*** Records supplied ***
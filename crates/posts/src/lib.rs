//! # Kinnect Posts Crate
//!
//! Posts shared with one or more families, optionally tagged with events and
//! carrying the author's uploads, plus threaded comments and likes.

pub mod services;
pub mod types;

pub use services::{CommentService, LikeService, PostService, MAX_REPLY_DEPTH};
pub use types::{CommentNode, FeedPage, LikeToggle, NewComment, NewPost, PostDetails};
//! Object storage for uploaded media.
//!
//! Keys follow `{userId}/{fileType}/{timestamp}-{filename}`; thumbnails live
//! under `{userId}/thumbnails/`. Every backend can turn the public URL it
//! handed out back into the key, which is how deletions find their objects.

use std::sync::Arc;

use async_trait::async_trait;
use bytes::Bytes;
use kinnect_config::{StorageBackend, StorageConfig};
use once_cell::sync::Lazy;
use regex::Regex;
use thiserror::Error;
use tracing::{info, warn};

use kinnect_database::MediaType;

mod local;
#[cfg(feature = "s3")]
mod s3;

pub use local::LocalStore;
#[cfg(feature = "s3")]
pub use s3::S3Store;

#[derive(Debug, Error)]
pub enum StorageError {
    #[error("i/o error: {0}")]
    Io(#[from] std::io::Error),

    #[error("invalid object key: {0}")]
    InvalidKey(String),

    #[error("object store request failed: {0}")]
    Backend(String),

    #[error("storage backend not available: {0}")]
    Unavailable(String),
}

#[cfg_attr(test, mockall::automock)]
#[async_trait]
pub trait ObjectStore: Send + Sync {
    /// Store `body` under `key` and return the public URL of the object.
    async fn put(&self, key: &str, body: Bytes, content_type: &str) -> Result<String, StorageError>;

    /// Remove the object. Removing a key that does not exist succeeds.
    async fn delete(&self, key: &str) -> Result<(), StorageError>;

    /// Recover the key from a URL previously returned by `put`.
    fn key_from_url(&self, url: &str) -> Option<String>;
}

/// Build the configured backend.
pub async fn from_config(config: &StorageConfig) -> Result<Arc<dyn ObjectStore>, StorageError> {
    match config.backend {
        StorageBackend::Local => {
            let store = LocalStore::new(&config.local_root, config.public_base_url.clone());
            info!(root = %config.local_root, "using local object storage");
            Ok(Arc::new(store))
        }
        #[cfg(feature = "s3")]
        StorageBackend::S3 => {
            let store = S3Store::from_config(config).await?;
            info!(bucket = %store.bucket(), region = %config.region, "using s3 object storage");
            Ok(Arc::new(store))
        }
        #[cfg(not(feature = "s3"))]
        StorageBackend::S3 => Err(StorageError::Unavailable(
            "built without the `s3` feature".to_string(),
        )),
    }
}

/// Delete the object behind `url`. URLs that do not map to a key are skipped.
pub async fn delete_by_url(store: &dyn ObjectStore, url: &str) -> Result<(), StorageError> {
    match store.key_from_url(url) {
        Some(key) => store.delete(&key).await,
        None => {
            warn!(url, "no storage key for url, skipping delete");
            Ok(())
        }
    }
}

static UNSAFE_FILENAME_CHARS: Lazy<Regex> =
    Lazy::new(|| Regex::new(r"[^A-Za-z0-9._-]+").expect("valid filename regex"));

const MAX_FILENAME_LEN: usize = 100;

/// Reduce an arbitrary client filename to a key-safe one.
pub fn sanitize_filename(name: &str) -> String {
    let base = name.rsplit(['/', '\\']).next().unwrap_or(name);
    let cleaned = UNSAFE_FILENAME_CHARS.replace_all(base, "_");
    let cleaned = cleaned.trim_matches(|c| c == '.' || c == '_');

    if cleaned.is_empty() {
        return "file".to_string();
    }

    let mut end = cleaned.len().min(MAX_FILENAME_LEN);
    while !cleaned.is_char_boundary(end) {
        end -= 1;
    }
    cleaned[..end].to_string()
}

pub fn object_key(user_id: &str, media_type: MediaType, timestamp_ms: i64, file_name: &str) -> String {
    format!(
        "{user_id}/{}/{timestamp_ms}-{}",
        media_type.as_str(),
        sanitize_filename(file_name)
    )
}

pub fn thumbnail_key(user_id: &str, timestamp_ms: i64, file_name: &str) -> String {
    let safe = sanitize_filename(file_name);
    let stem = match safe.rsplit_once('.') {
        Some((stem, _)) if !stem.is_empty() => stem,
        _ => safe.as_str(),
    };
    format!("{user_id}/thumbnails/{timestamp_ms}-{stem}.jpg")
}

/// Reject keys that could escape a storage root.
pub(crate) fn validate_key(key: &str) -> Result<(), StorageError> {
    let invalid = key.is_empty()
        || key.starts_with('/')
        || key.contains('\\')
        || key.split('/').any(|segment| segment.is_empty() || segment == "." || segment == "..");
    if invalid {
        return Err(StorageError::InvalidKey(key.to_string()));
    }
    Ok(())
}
*** End of Records supplied ***
What the exercise asks -
The line containing "let base = name.rsplit(['/', '\\']).next().unwrap_or(name);" and every line after it, through the end of the records above: output exactly those, and nothing else.

Response area -
    let base = name.rsplit(['/', '\\']).next().unwrap_or(name);
    let cleaned = UNSAFE_FILENAME_CHARS.replace_all(base, "_");
    let cleaned = cleaned.trim_matches(|c| c == '.' || c == '_');

    if cleaned.is_empty() {
        return "file".to_string();
    }

    let mut end = cleaned.len().min(MAX_FILENAME_LEN);
    while !cleaned.is_char_boundary(end) {
        end -= 1;
    }
    cleaned[..end].to_string()
}

pub fn object_key(user_id: &str, media_type: MediaType, timestamp_ms: i64, file_name: &str) -> String {
    format!(
        "{user_id}/{}/{timestamp_ms}-{}",
        media_type.as_str(),
        sanitize_filename(file_name)
    )
}

pub fn thumbnail_key(user_id: &str, timestamp_ms: i64, file_name: &str) -> String {
    let safe = sanitize_filename(file_name);
    let stem = match safe.rsplit_once('.') {
        Some((stem, _)) if !stem.is_empty() => stem,
        _ => safe.as_str(),
    };
    format!("{user_id}/thumbnails/{timestamp_ms}-{stem}.jpg")
}

/// Reject keys that could escape a storage root.
pub(crate) fn validate_key(key: &str) -> Result<(), StorageError> {
    let invalid = key.is_empty()
        || key.starts_with('/')
        || key.contains('\\')
        || key.split('/').any(|segment| segment.is_empty() || segment == "." || segment == "..");
    if invalid {
        return Err(StorageError::InvalidKey(key.to_string()));
    }
    Ok(())
}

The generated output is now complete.